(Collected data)
_ _ _ _

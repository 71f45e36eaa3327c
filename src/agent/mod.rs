// src/agent/mod.rs
//! Orchestration: `Init → [CollectGitHub?] → [CollectHN?] → Done`.
//!
//! The HN branch fetches, dedupes, scores, filters, ranks, truncates and, when
//! `analysis.summarize` is on, summarizes what is left.
//!
//! Each branch is gated by its source's `enabled` flag and runs through the tool
//! registry, so any step can be swapped out in tests.

pub mod tools;

use std::collections::HashSet;
use std::sync::Arc;

use anyhow::{Context, Result};
use metrics::gauge;
use serde::{Deserialize, Serialize};
use tracing::{debug, info};

use crate::config::{AnalysisDepth, Config};
use crate::content::ContentItem;
use crate::metrics::{ensure_described, AGENT_LAST_RUN_TS};

use tools::{
    ToolArgs, ToolRegistry, FETCH_GITHUB_TRENDING, FETCH_HN_POSTS, RANK_ITEMS, SCORE_RELEVANCE,
    SUMMARIZE_POSTS,
};

/// HN posts must score strictly above this to be kept.
pub const RELEVANCE_THRESHOLD: f64 = 0.5;

pub const SOURCE_GITHUB: &str = "github";
pub const SOURCE_HACKERNEWS: &str = "hackernews";

#[derive(Debug, Clone, PartialEq, Serialize, Deserialize)]
pub struct ReportMetadata {
    /// Branches that actually ran.
    pub sources: Vec<String>,
    pub analysis_depth: AnalysisDepth,
}

#[derive(Debug, Clone, PartialEq, Serialize, Deserialize)]
pub struct AgentReport {
    pub github_repos: Vec<ContentItem>,
    pub hn_posts: Vec<ContentItem>,
    pub metadata: ReportMetadata,
}

pub struct NewsAgent {
    config: Arc<Config>,
    tools: ToolRegistry,
}

impl NewsAgent {
    pub fn new(config: Arc<Config>, tools: ToolRegistry) -> Self {
        ensure_described();
        Self { config, tools }
    }

    pub fn config(&self) -> &Config {
        &self.config
    }

    pub fn tools_mut(&mut self) -> &mut ToolRegistry {
        &mut self.tools
    }

    pub async fn run(&self, no_cache: bool) -> Result<AgentReport> {
        let cfg = &self.config;
        let mut report = AgentReport {
            github_repos: Vec::new(),
            hn_posts: Vec::new(),
            metadata: ReportMetadata {
                sources: Vec::new(),
                analysis_depth: cfg.analysis.depth,
            },
        };

        if cfg.sources.github.enabled {
            report.github_repos = self
                .collect_github(no_cache)
                .await
                .context("collecting GitHub trending")?;
            report.metadata.sources.push(SOURCE_GITHUB.to_string());
        }

        if cfg.sources.hackernews.enabled {
            report.hn_posts = self
                .collect_hn(no_cache)
                .await
                .context("collecting Hacker News posts")?;
            report.metadata.sources.push(SOURCE_HACKERNEWS.to_string());
        }

        gauge!(AGENT_LAST_RUN_TS).set(chrono::Utc::now().timestamp() as f64);
        info!(
            target: "agent",
            github = report.github_repos.len(),
            hn = report.hn_posts.len(),
            depth = %report.metadata.analysis_depth,
            "run complete"
        );
        Ok(report)
    }

    async fn collect_github(&self, no_cache: bool) -> Result<Vec<ContentItem>> {
        let out = self
            .tools
            .call(FETCH_GITHUB_TRENDING, ToolArgs::new().no_cache(no_cache))
            .await?;
        let mut repos = out.into_items();
        repos.truncate(self.config.analysis.top_n);
        Ok(repos)
    }

    async fn collect_hn(&self, no_cache: bool) -> Result<Vec<ContentItem>> {
        let hn = &self.config.sources.hackernews;

        let mut posts = Vec::new();
        for endpoint in &hn.endpoints {
            let out = self
                .tools
                .call(
                    FETCH_HN_POSTS,
                    ToolArgs::new().no_cache(no_cache).endpoint(endpoint.as_str()),
                )
                .await?;
            let batch = out.into_items();
            debug!(target: "agent", endpoint = %endpoint, count = batch.len(), "endpoint fetched");
            posts.extend(batch);
        }
        let posts = dedupe_by_identity(posts);

        let scored = self
            .tools
            .call(
                SCORE_RELEVANCE,
                ToolArgs::new()
                    .items(posts)
                    .topics(hn.filter_topics.clone()),
            )
            .await?
            .into_items();
        let total = scored.len();

        let relevant: Vec<ContentItem> = scored
            .into_iter()
            .filter(|p| p.relevance_score() > RELEVANCE_THRESHOLD)
            .collect();
        info!(target: "agent", kept = relevant.len(), total, "relevance filter applied");

        let mut ranked = self
            .tools
            .call(RANK_ITEMS, ToolArgs::new().items(relevant))
            .await?
            .into_items();
        ranked.truncate(self.config.analysis.top_n);

        if !self.config.analysis.summarize || ranked.is_empty() {
            return Ok(ranked);
        }
        let summarized = self
            .tools
            .call(SUMMARIZE_POSTS, ToolArgs::new().items(ranked))
            .await?
            .into_items();
        Ok(summarized)
    }
}

/// Drop repeated ids, keeping the first occurrence. Items without an id are kept.
pub fn dedupe_by_identity(items: Vec<ContentItem>) -> Vec<ContentItem> {
    let mut seen = HashSet::new();
    items
        .into_iter()
        .filter(|it| match it.identity() {
            Some(id) => seen.insert(id),
            None => true,
        })
        .collect()
}

#[cfg(test)]
mod tests {
    use super::*;

    #[test]
    fn dedupe_keeps_first_occurrence() {
        let items = vec![
            ContentItem::new().with("id", 1).with("title", "first"),
            ContentItem::new().with("id", 2),
            ContentItem::new().with("id", 1).with("title", "second"),
            ContentItem::new().with("title", "no id"),
            ContentItem::new().with("title", "no id either"),
        ];
        let out = dedupe_by_identity(items);
        assert_eq!(out.len(), 4);
        assert_eq!(out[0].str_field("title"), Some("first"));
    }

    #[test]
    fn report_serializes_with_expected_shape() {
        let r = AgentReport {
            github_repos: vec![],
            hn_posts: vec![ContentItem::new().with("id", 7)],
            metadata: ReportMetadata {
                sources: vec!["hackernews".into()],
                analysis_depth: AnalysisDepth::Medium,
            },
        };
        let v = serde_json::to_value(&r).unwrap();
        assert_eq!(v["metadata"]["analysis_depth"], "medium");
        assert_eq!(v["metadata"]["sources"][0], "hackernews");
        assert_eq!(v["hn_posts"][0]["id"], 7);
        assert!(v["github_repos"].as_array().unwrap().is_empty());
    }
}
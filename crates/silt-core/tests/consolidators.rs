//! End-to-end scenarios for the three consolidators, driven through the
//! task boundary the way a queue worker would drive them.

use silt_core::cache::MemoryCache;
use silt_core::config::ConsolidatorConfig;
use silt_core::db::{open_memory_store, query};
use silt_core::extract::MentionExtractor;
use silt_core::model::kind::{EntityKind, ReferenceKind};
use silt_core::model::records::Snapshot;
use silt_core::{history, reconcile};
use silt_core::tasks::{
    AssumePresent, ConsolidateVersionTask, Disposition, ReconcileReferencesTask, RecordVisitTask,
    TaskEnvelope, TaskRuntime,
};

const SECOND_US: i64 = 1_000_000;

// ---------------------------------------------------------------------------
// Helpers
// ---------------------------------------------------------------------------

fn runtime() -> TaskRuntime {
    TaskRuntime::new(
        open_memory_store().expect("open store"),
        Box::new(MemoryCache::new()),
        Box::new(MentionExtractor::new()),
        Box::new(AssumePresent),
        ConsolidatorConfig::default(),
    )
}

fn snapshot(html: &str) -> Snapshot {
    Snapshot {
        structured: serde_json::json!({"type": "doc", "html": html}),
        html: html.into(),
        text: html.into(),
    }
}

fn edit_task(doc: &str, editor: &str, previous: Option<&str>, current: &str) -> TaskEnvelope {
    TaskEnvelope::ConsolidateVersion(ConsolidateVersionTask {
        document_id: doc.into(),
        editor_id: editor.into(),
        previous: previous.map(snapshot),
        current: snapshot(current),
        is_creation: false,
    })
}

fn creation_task(doc: &str, editor: &str, content: &str) -> TaskEnvelope {
    TaskEnvelope::ConsolidateVersion(ConsolidateVersionTask {
        document_id: doc.into(),
        editor_id: editor.into(),
        previous: None,
        current: snapshot(content),
        is_creation: true,
    })
}

fn user_mentions_html(ids: &[&str]) -> String {
    ids.iter()
        .map(|id| {
            format!(
                "<mention-component entity_name=\"user_mention\" entity_identifier=\"{id}\" \
                 target_identifier=\"doc-1\" target_kind=\"issue\"></mention-component>"
            )
        })
        .collect()
}

fn mentions_task(doc: &str, previous: Option<&[&str]>, current: &[&str]) -> TaskEnvelope {
    TaskEnvelope::ReconcileReferences(ReconcileReferencesTask {
        document_id: doc.into(),
        previous_html: previous.map(user_mentions_html),
        current_html: user_mentions_html(current),
        kinds: vec![ReferenceKind::User],
    })
}

fn visit_task(user: &str, kind: EntityKind, entity: &str) -> TaskEnvelope {
    TaskEnvelope::RecordVisit(RecordVisitTask {
        user_id: user.into(),
        scope_id: "ws-1".into(),
        entity_kind: kind,
        entity_id: entity.into(),
    })
}

// ---------------------------------------------------------------------------
// Version history scenarios
// ---------------------------------------------------------------------------

#[test]
fn document_creation_yields_exactly_one_version() {
    let mut rt = runtime();
    let disposition = rt
        .handle_at(creation_task("doc-1", "user-x", "<p>hi</p>"), 0)
        .expect("consolidate");
    assert_eq!(disposition, Disposition::Done);

    let versions = query::list_versions(rt.store(), "doc-1").expect("list");
    assert_eq!(versions.len(), 1);
    assert_eq!(versions[0].content.html, "<p>hi</p>");
    assert_eq!(versions[0].saved_by, "user-x");
}

#[test]
fn rapid_edits_by_one_editor_coalesce_to_the_latest_content() {
    let mut rt = runtime();
    rt.handle_at(edit_task("doc-1", "user-x", None, "<p>t0</p>"), 0)
        .expect("edit at t=0");
    rt.handle_at(
        edit_task("doc-1", "user-x", Some("<p>t0</p>"), "<p>t30</p>"),
        30 * SECOND_US,
    )
    .expect("edit at t=30");

    let versions = query::list_versions(rt.store(), "doc-1").expect("list");
    assert_eq!(versions.len(), 1, "window is 600s, edits 30s apart");
    assert_eq!(versions[0].content.html, "<p>t30</p>");
    assert_eq!(versions[0].saved_at_us, 30 * SECOND_US);
}

#[test]
fn edits_by_different_editors_never_coalesce() {
    let mut rt = runtime();
    rt.handle_at(edit_task("doc-1", "user-x", None, "<p>x</p>"), 0)
        .expect("edit by x");
    rt.handle_at(
        edit_task("doc-1", "user-y", Some("<p>x</p>"), "<p>y</p>"),
        5 * SECOND_US,
    )
    .expect("edit by y");

    let versions = query::list_versions(rt.store(), "doc-1").expect("list");
    assert_eq!(versions.len(), 2, "different editors, window irrelevant");
    assert_eq!(versions[0].saved_by, "user-y");
    assert_eq!(versions[1].saved_by, "user-x");
}

#[test]
fn retention_keeps_the_most_recent_records() {
    let mut rt = runtime();
    let limit = i64::from(ConsolidatorConfig::default().retention_limit);

    // Alternate editors and space the edits beyond the window so every
    // delivery appends.
    for i in 0..=limit {
        let editor = if i % 2 == 0 { "user-x" } else { "user-y" };
        rt.handle_at(
            edit_task("doc-1", editor, None, &format!("<p>rev {i}</p>")),
            i * 700 * SECOND_US,
        )
        .expect("edit");
    }

    let versions = query::list_versions(rt.store(), "doc-1").expect("list");
    assert_eq!(versions.len(), usize::try_from(limit).expect("small limit"));
    assert_eq!(versions[0].content.html, format!("<p>rev {limit}</p>"));
    assert_eq!(
        versions.last().expect("non-empty").content.html,
        "<p>rev 1</p>",
        "rev 0 is the single evicted record"
    );
}

// ---------------------------------------------------------------------------
// Reference reconciliation scenarios
// ---------------------------------------------------------------------------

#[test]
fn mention_change_deletes_stale_keeps_shared_inserts_new() {
    let mut rt = runtime();
    rt.handle_at(mentions_task("doc-1", None, &["U1", "U2"]), 0)
        .expect("materialize");

    let before = query::list_references(rt.store(), "doc-1", ReferenceKind::User).expect("list");
    let u2_row_id = before
        .iter()
        .find(|l| l.reference_id == "U2")
        .expect("U2 present")
        .id;

    rt.handle_at(
        mentions_task("doc-1", Some(&["U1", "U2"]), &["U2", "U3"]),
        10 * SECOND_US,
    )
    .expect("reconcile");

    let after = query::list_references(rt.store(), "doc-1", ReferenceKind::User).expect("list");
    let ids: Vec<&str> = after.iter().map(|l| l.reference_id.as_str()).collect();
    assert_eq!(ids, ["U2", "U3"]);

    let u2_after = after
        .iter()
        .find(|l| l.reference_id == "U2")
        .expect("U2 still present");
    assert_eq!(u2_after.id, u2_row_id, "U2 row untouched by the diff");
}

#[test]
fn reconciliation_redelivery_is_idempotent() {
    let mut rt = runtime();
    rt.handle_at(mentions_task("doc-1", None, &["U1"]), 0)
        .expect("materialize");

    let envelope = mentions_task("doc-1", Some(&["U1"]), &["U1", "U2"]);
    rt.handle_at(envelope.clone(), 10).expect("first delivery");
    rt.handle_at(envelope, 10).expect("redelivery");

    let links = query::list_references(rt.store(), "doc-1", ReferenceKind::User).expect("list");
    assert_eq!(links.len(), 2);
}

// ---------------------------------------------------------------------------
// Recency scenarios
// ---------------------------------------------------------------------------

#[test]
fn repeat_visits_inside_ttl_write_once() {
    let mut rt = runtime();
    rt.handle_at(visit_task("user-a", EntityKind::Issue, "issue-1"), 10)
        .expect("first visit");
    rt.handle_at(visit_task("user-a", EntityKind::Issue, "issue-1"), 20)
        .expect("suppressed visit");

    let recent = query::list_recent(rt.store(), "user-a", "ws-1", None, 50).expect("list");
    assert_eq!(recent.len(), 1);
    assert_eq!(recent[0].visited_at_us, 10);
}

#[test]
fn bucket_capacity_keeps_the_most_recently_visited() {
    let mut rt = runtime();
    let capacity = i64::from(ConsolidatorConfig::default().recency_capacity);

    for i in 0..=capacity {
        rt.handle_at(
            visit_task("user-a", EntityKind::Issue, &format!("issue-{i}")),
            i * 10,
        )
        .expect("visit");
    }

    let recent = query::list_recent(rt.store(), "user-a", "ws-1", None, 100).expect("list");
    assert_eq!(recent.len(), usize::try_from(capacity).expect("small cap"));
    assert_eq!(recent[0].entity_id, format!("issue-{capacity}"));
    assert!(
        recent.iter().all(|e| e.entity_id != "issue-0"),
        "the oldest visit is the one evicted"
    );
}

#[test]
fn issue_churn_cannot_evict_project_recents() {
    let mut rt = runtime();
    rt.handle_at(visit_task("user-a", EntityKind::Project, "proj-1"), 0)
        .expect("project visit");

    let capacity = i64::from(ConsolidatorConfig::default().recency_capacity);
    for i in 0..capacity * 2 {
        rt.handle_at(
            visit_task("user-a", EntityKind::Issue, &format!("issue-{i}")),
            10 + i,
        )
        .expect("issue visit");
    }

    let projects = query::list_recent(rt.store(), "user-a", "ws-1", Some(EntityKind::Project), 10)
        .expect("list projects");
    assert_eq!(projects.len(), 1, "independent bucket survives issue churn");
}

// ---------------------------------------------------------------------------
// Cross-cutting
// ---------------------------------------------------------------------------

#[test]
fn one_document_edit_feeds_both_document_consolidators() {
    let mut rt = runtime();
    let previous_html = user_mentions_html(&["U1"]);
    let current_html = user_mentions_html(&["U1", "U2"]);

    rt.handle_at(
        TaskEnvelope::ConsolidateVersion(ConsolidateVersionTask {
            document_id: "doc-1".into(),
            editor_id: "user-x".into(),
            previous: Some(snapshot(&previous_html)),
            current: snapshot(&current_html),
            is_creation: false,
        }),
        10 * SECOND_US,
    )
    .expect("consolidate version");
    rt.handle_at(
        TaskEnvelope::ReconcileReferences(ReconcileReferencesTask {
            document_id: "doc-1".into(),
            previous_html: Some(previous_html),
            current_html,
            kinds: vec![ReferenceKind::User],
        }),
        10 * SECOND_US,
    )
    .expect("reconcile references");

    assert_eq!(query::list_versions(rt.store(), "doc-1").expect("versions").len(), 1);
    assert_eq!(
        query::list_references(rt.store(), "doc-1", ReferenceKind::User)
            .expect("links")
            .len(),
        2
    );
}

#[test]
fn purge_document_clears_all_derived_rows_for_that_document() {
    let mut conn = open_memory_store().expect("open store");
    let extractor = MentionExtractor::new();
    let config = ConsolidatorConfig::default();

    for doc in ["doc-1", "doc-2"] {
        history::consolidate(
            &mut conn,
            &config.history_policy(),
            &history::ConsolidateRequest {
                document_id: doc.into(),
                editor_id: "user-x".into(),
                previous: None,
                current: snapshot("<p>hi</p>"),
                is_creation: true,
            },
            0,
        )
        .expect("create version");
        reconcile::reconcile(
            &mut conn,
            &extractor,
            &reconcile::ReconcileRequest {
                document_id: doc.into(),
                previous_html: None,
                current_html: user_mentions_html(&["U1"]),
                kinds: vec![ReferenceKind::User],
            },
            0,
        )
        .expect("materialize links");
    }

    let stats = query::purge_document(&mut conn, "doc-1").expect("purge");
    assert_eq!(
        stats,
        query::PurgeStats {
            versions: 1,
            links: 1,
            sync_flags: 1
        }
    );

    assert!(query::list_versions(&conn, "doc-1").expect("versions").is_empty());
    assert!(
        query::list_references(&conn, "doc-1", ReferenceKind::User)
            .expect("links")
            .is_empty()
    );
    // The other document's derived rows are untouched.
    assert_eq!(query::list_versions(&conn, "doc-2").expect("versions").len(), 1);
}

_ _ _ _

In the entries above, find each line that includes the string "default" and copy it.

        ConsolidatorConfig::default(),
    let limit = i64::from(ConsolidatorConfig::default().retention_limit);
    let capacity = i64::from(ConsolidatorConfig::default().recency_capacity);
    let capacity = i64::from(ConsolidatorConfig::default().recency_capacity);
    let config = ConsolidatorConfig::default();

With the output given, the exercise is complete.